//! Inputs that come from the build environment rather than the descriptor.

/// Environment variable holding the snapshot token for `-*` versions.
pub const BUILD_VERSION_ENV: &str = "DOTNET_BUILD_VERSION";

/// Environment variable holding the assembly file version override.
pub const ASSEMBLY_FILE_VERSION_ENV: &str = "DOTNET_ASSEMBLY_FILE_VERSION";

/// Settings for a single descriptor read.
#[derive(Debug, Clone, Default, PartialEq, Eq)]
pub struct ReadSettings {
    /// Token substituted for the trailing `*` of a `-*` version.
    pub build_version: Option<String>,
    /// Assembly file version override (`7` or `1.2.3.7`).
    pub assembly_file_version: Option<String>,
}

impl ReadSettings {
    /// Read both settings from the process environment.
    pub fn from_env() -> Self {
        Self {
            build_version: std::env::var(BUILD_VERSION_ENV).ok(),
            assembly_file_version: std::env::var(ASSEMBLY_FILE_VERSION_ENV).ok(),
        }
    }

    pub fn with_build_version(mut self, token: impl Into<String>) -> Self {
        self.build_version = Some(token.into());
        self
    }

    pub fn with_assembly_file_version(mut self, version: impl Into<String>) -> Self {
        self.assembly_file_version = Some(version.into());
        self
    }

    /// The snapshot token, treating an empty value as absent.
    pub fn snapshot(&self) -> Option<&str> {
        self.build_version.as_deref().filter(|s| !s.is_empty())
    }

    /// The file version override, treating blank values as absent.
    pub fn file_version_override(&self) -> Option<&str> {
        self.assembly_file_version
            .as_deref()
            .map(str::trim)
            .filter(|s| !s.is_empty())
    }
}

#[cfg(test)]
mod tests {
    use super::*;

    #[test]
    fn blank_values_are_absent() {
        let settings = ReadSettings::default()
            .with_build_version("")
            .with_assembly_file_version("   ");
        assert!(settings.snapshot().is_none());
        assert!(settings.file_version_override().is_none());
    }

    #[test]
    fn values_pass_through() {
        let settings = ReadSettings::default()
            .with_build_version("build123")
            .with_assembly_file_version(" 42 ");
        assert_eq!(settings.snapshot(), Some("build123"));
        assert_eq!(settings.file_version_override(), Some("42"));
    }

    #[test]
    fn reads_conventional_variables() {
        std::env::set_var(BUILD_VERSION_ENV, "t-100");
        std::env::set_var(ASSEMBLY_FILE_VERSION_ENV, "5");
        let settings = ReadSettings::from_env();
        std::env::remove_var(BUILD_VERSION_ENV);
        std::env::remove_var(ASSEMBLY_FILE_VERSION_ENV);

        assert_eq!(settings.snapshot(), Some("t-100"));
        assert_eq!(settings.file_version_override(), Some("5"));
    }
}
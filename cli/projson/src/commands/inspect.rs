//! `projson inspect`: read a descriptor and print the model.

use std::io::{self, Write};
use std::path::Path;

use anyhow::{Context, Result};
use projson_model::{Diagnostic, Project, ProjectReader, ReadSettings};
use serde::Serialize;

use crate::Format;

#[derive(Serialize)]
struct Report<'a> {
    project: &'a Project,
    diagnostics: &'a [Diagnostic],
}

/// Read `descriptor` and print it. Returns `false` when an error-severity
/// diagnostic was reported.
pub fn run(descriptor: &Path, settings: ReadSettings, format: Format) -> Result<bool> {
    let mut diagnostics = Vec::new();
    let project = ProjectReader::new(settings)
        .get_project(descriptor, &mut diagnostics)
        .with_context(|| format!("reading {}", descriptor.display()))?;

    match format {
        Format::Json => {
            let report = Report {
                project: &project,
                diagnostics: &diagnostics,
            };
            println!("{}", serde_json::to_string_pretty(&report)?);
        }
        Format::Text => {
            render_text(&project, &mut io::stdout().lock())?;
            for diagnostic in &diagnostics {
                eprintln!("{diagnostic}");
            }
        }
    }

    Ok(!diagnostics.iter().any(Diagnostic::is_error))
}

fn render_text(project: &Project, out: &mut impl Write) -> io::Result<()> {
    writeln!(out, "=== Project: {} ===", project.name)?;
    writeln!(out, "Path:         {}", project.project_file_path.display())?;
    writeln!(out, "Version:      {}", project.version)?;
    writeln!(out, "File version: {}", project.assembly_file_version)?;
    if let Some(description) = &project.description {
        writeln!(out, "Description:  {description}")?;
    }
    if !project.authors.is_empty() {
        writeln!(out, "Authors:      {}", project.authors.join(", "))?;
    }

    if !project.dependencies.is_empty() {
        writeln!(out)?;
        writeln!(out, "--- Dependencies ---")?;
        for dep in &project.dependencies {
            writeln!(out, "  {}", describe_dependency(dep))?;
        }
    }

    writeln!(out)?;
    writeln!(out, "--- Configurations ---")?;
    for name in project.configurations() {
        let options = project.compiler_options(name, None);
        let defines: Vec<&str> = options.defines().collect();
        writeln!(out, "  {name:<12} defines: [{}]", defines.join(", "))?;
    }

    for (framework, info) in &project.target_frameworks {
        writeln!(out)?;
        writeln!(out, "--- Framework: {} ({framework}) ---", framework.short_folder_name())?;
        if let Some(options) = project.compiler_options_by_framework.get(framework) {
            let defines: Vec<&str> = options.defines().collect();
            writeln!(out, "  defines: [{}]", defines.join(", "))?;
        }
        for dep in &info.dependencies {
            writeln!(out, "  {}", describe_dependency(dep))?;
        }
        if let Some(wrapped) = &info.wrapped_project {
            writeln!(out, "  wraps: {wrapped}")?;
        }
        if let Some(assembly) = &info.assembly_path {
            writeln!(out, "  assembly: {assembly}")?;
        }
    }

    if !project.commands.is_empty() {
        writeln!(out)?;
        writeln!(out, "--- Commands ---")?;
        for (name, line) in &project.commands {
            writeln!(out, "  {name:<12} {line}")?;
        }
    }
    Ok(())
}

fn describe_dependency(dep: &projson_model::LibraryRange) -> String {
    let range = dep
        .version_range
        .as_ref()
        .map(ToString::to_string)
        .unwrap_or_else(|| "*".to_string());
    format!("{:<32} {range:<16} {} {}", dep.name, dep.dependency_type, dep.target)
}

====

Only the lines with "ReadSettings" are needed; find them in the records and copy each one.

Answer:
pub struct ReadSettings {
impl ReadSettings {
        let settings = ReadSettings::default()
        let settings = ReadSettings::default()
        let settings = ReadSettings::from_env();
use projson_model::{Diagnostic, Project, ProjectReader, ReadSettings};
pub fn run(descriptor: &Path, settings: ReadSettings, format: Format) -> Result<bool> {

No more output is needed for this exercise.